In vivo imaging of diseased animals using IR-820. (A) A mouse bearing a neck tumor was imaged 15 minutes after injection of 100 μl of IR-820 intravenously through tail vein injection. A large portion (28.4% of total) of the IR-820 fluorescence was concentrated in the viable solid tumor region. The inset shows the histology which was consistent with lymphoma. The image has been displayed at a minimum – maximum scale of 3 × 10⁸ to 2 × 10⁹ photons/s/cm²/steradian. (B) 100 μl of IR-820 was administered directly into the foot tumor of a transgenic Myf6 ^ICNm/WT Pax3 ^P3Fm/P3Fm Trp53 ^F2-10/WT Rb1 ^Flox/Flox mouse and imaged 24 hours after injection. Fluorescence signal is present at the tumor site as well as popliteal (arrow) and inguinal (arrow head) lymph nodes. Histology demonstrates rhabdomyosarcoma tumor cells adjacent to normal skeletal muscle (inset). tu stands for tumor, skm stands for skeletal muscle.
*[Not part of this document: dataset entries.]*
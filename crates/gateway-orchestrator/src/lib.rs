//! Sequences the other components for each request and emits the
//! canonical response envelope (design §4.7, component C7).

use gateway_cache::{ResponseCache, CACHE_HIT_COUNTER_KEY, CACHE_MISS_COUNTER_KEY};
use gateway_core::model::{CompletionResult, Request};
use gateway_core::{GatewayError, KvStore};
use gateway_cost::CostTracker;
use gateway_providers::ProviderRegistry;
use gateway_ratelimiter::{Admission, RateLimiter};
use gateway_retry::{Classification, RetryExecutor, RetryOutcome};
use std::sync::Arc;
use std::time::{Duration, Instant};

/// The steps a request moves through, used only for structured logging; the
/// gateway commits no side effects for `Failed` beyond the log event itself.
#[derive(Debug, Clone, Copy, PartialEq, Eq)]
pub enum RequestState {
    Received,
    Validated,
    CacheHit,
    Admitted,
    Dispatched,
    Completed,
    Failed,
}

/// Tuning knobs for [`GatewayOrchestrator`].
#[derive(Debug, Clone, Copy)]
pub struct OrchestratorConfig {
    /// Total wall-clock budget per request, propagated to the retry executor
    /// (design §5, default 120s).
    pub default_deadline: Duration,
}

impl Default for OrchestratorConfig {
    fn default() -> Self {
        Self {
            default_deadline: Duration::from_secs(120),
        }
    }
}

/// Wires the cache, rate limiter, provider registry, retry executor, and
/// cost tracker into the single per-request sequence from design §4.7.
pub struct GatewayOrchestrator {
    kv: Arc<dyn KvStore>,
    cache: Arc<ResponseCache>,
    rate_limiter: RateLimiter,
    registry: Arc<ProviderRegistry>,
    retry: RetryExecutor,
    cost: CostTracker,
    config: OrchestratorConfig,
}

impl GatewayOrchestrator {
    pub fn new(
        kv: Arc<dyn KvStore>,
        cache: Arc<ResponseCache>,
        rate_limiter: RateLimiter,
        registry: Arc<ProviderRegistry>,
        retry: RetryExecutor,
        cost: CostTracker,
        config: OrchestratorConfig,
    ) -> Self {
        Self {
            kv,
            cache,
            rate_limiter,
            registry,
            retry,
            cost,
            config,
        }
    }

    pub fn registry(&self) -> Arc<ProviderRegistry> {
        Arc::clone(&self.registry)
    }

    pub fn cache(&self) -> Arc<ResponseCache> {
        Arc::clone(&self.cache)
    }

    pub fn rate_limiter(&self) -> &RateLimiter {
        &self.rate_limiter
    }

    pub fn cost(&self) -> CostTracker {
        self.cost.clone()
    }

    pub fn kv(&self) -> &Arc<dyn KvStore> {
        &self.kv
    }

    /// Runs the full 8-step pipeline for one request.
    pub async fn handle(&self, req: Request) -> Result<CompletionResult, GatewayError> {
        let request_id = uuid::Uuid::new_v4().to_string();
        let t0 = Instant::now();
        let user_id = req.user_id.clone();
        let mut state = RequestState::Received;
        tracing::info!(%request_id, %user_id, model = %req.model, ?state, event = "request_received");

        if let Err(msg) = req.validate() {
            self.log_failed(&request_id, &user_id, &msg);
            return Err(GatewayError::InvalidInput(msg));
        }
        state = RequestState::Validated;

        match self.cache.lookup(&req, &request_id).await {
            Ok(Some(mut hit)) => {
                state = RequestState::CacheHit;
                let _ = self.kv.incr_by(CACHE_HIT_COUNTER_KEY, 1).await;
                hit.latency_ms = elapsed_ms(t0);
                tracing::info!(%request_id, %user_id, ?state, event = "cache_hit");
                state = RequestState::Completed;
                tracing::info!(%request_id, %user_id, ?state, event = "response_generated", cached = true);
                return Ok(hit);
            }
            Ok(None) => {
                let _ = self.kv.incr_by(CACHE_MISS_COUNTER_KEY, 1).await;
                tracing::info!(%request_id, %user_id, ?state, event = "cache_miss");
            }
            Err(e) => {
                tracing::warn!(%request_id, %user_id, ?state, error = %e, "cache lookup failed, treating as miss");
            }
        }

        match self.rate_limiter.check(&user_id).await {
            Admission::Allowed => {
                state = RequestState::Admitted;
            }
            Admission::Denied { reason, retry_after_s } => {
                tracing::info!(
                    %request_id,
                    %user_id,
                    ?state,
                    reason,
                    retry_after_s,
                    event = "rate_limit_exceeded"
                );
                self.log_failed(&request_id, &user_id, reason);
                return Err(GatewayError::RateLimitExceeded { retry_after_s });
            }
        }

        let binding = match self.registry.resolve(&req.model) {
            Ok(binding) => binding,
            Err(e) => {
                self.log_failed(&request_id, &user_id, &e.to_string());
                return Err(e);
            }
        };

        state = RequestState::Dispatched;
        let deadline = t0 + self.config.default_deadline;
        tracing::info!(%request_id, %user_id, model = %req.model, ?state, event = "provider_call");

        let dispatch = self
            .retry
            .run(
                deadline,
                || binding.client.complete(&req.prompt, req.temperature, req.max_tokens),
                |e: &GatewayError| {
                    if e.is_retryable() {
                        Classification::Retryable
                    } else {
                        Classification::Terminal
                    }
                },
            )
            .await;

        let completion = match dispatch {
            Ok(completion) => completion,
            Err(RetryOutcome { error, attempts }) => {
                tracing::warn!(
                    %request_id,
                    %user_id,
                    ?state,
                    attempts,
                    error = %error,
                    event = "provider_failure"
                );
                self.log_failed(&request_id, &user_id, &error.to_string());
                return Err(error);
            }
        };

        let prompt_tokens = completion.prompt_tokens.unwrap_or(0);
        let completion_tokens = completion.completion_tokens.unwrap_or(0);
        let total_tokens = prompt_tokens + completion_tokens;
        let cost_usd = self.cost.compute(total_tokens, binding.price_per_token_usd);

        let cost = self.cost.clone();
        let (user_for_cost, model_for_cost) = (user_id.clone(), req.model.clone());
        tokio::spawn(async move {
            cost.record(&user_for_cost, &model_for_cost, prompt_tokens, completion_tokens, cost_usd)
                .await;
        });
        tracing::info!(%request_id, %user_id, ?state, event = "cost_tracked", cost_usd = cost_usd.as_f64());

        let result = CompletionResult::new(
            completion.text,
            req.model.clone(),
            prompt_tokens,
            completion_tokens,
            cost_usd,
            request_id.clone(),
            false,
            elapsed_ms(t0),
        );

        self.cache.store(&req, &result).await;
        state = RequestState::Completed;
        tracing::info!(%request_id, %user_id, ?state, event = "response_generated", cached = false);

        Ok(result)
    }

    fn log_failed(&self, request_id: &str, user_id: &str, reason: &str) {
        let state = RequestState::Failed;
        tracing::warn!(request_id, user_id, ?state, reason, event = "request_failed");
    }
}

fn elapsed_ms(t0: Instant) -> f64 {
    t0.elapsed().as_secs_f64() * 1000.0
}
The image is thresholded at a minimum – maximum scale of 5 × 10⁸ to 1 × 10⁹ photons/s/cm²/steradian. (C) IR-820 contrast agent was given via tail vein injection into a mouse after induction of a thrombotic stroke. Blue region shows the site of the stroke and red region shows the swelling in the area of tissue injury caused by the stroke. The inset shows the gross picture of mouse with stoke. A minimum – maximum scale of 8 × 10⁸ to 6 × 10⁹ photons/s/cm²/steradian has been used to display the image.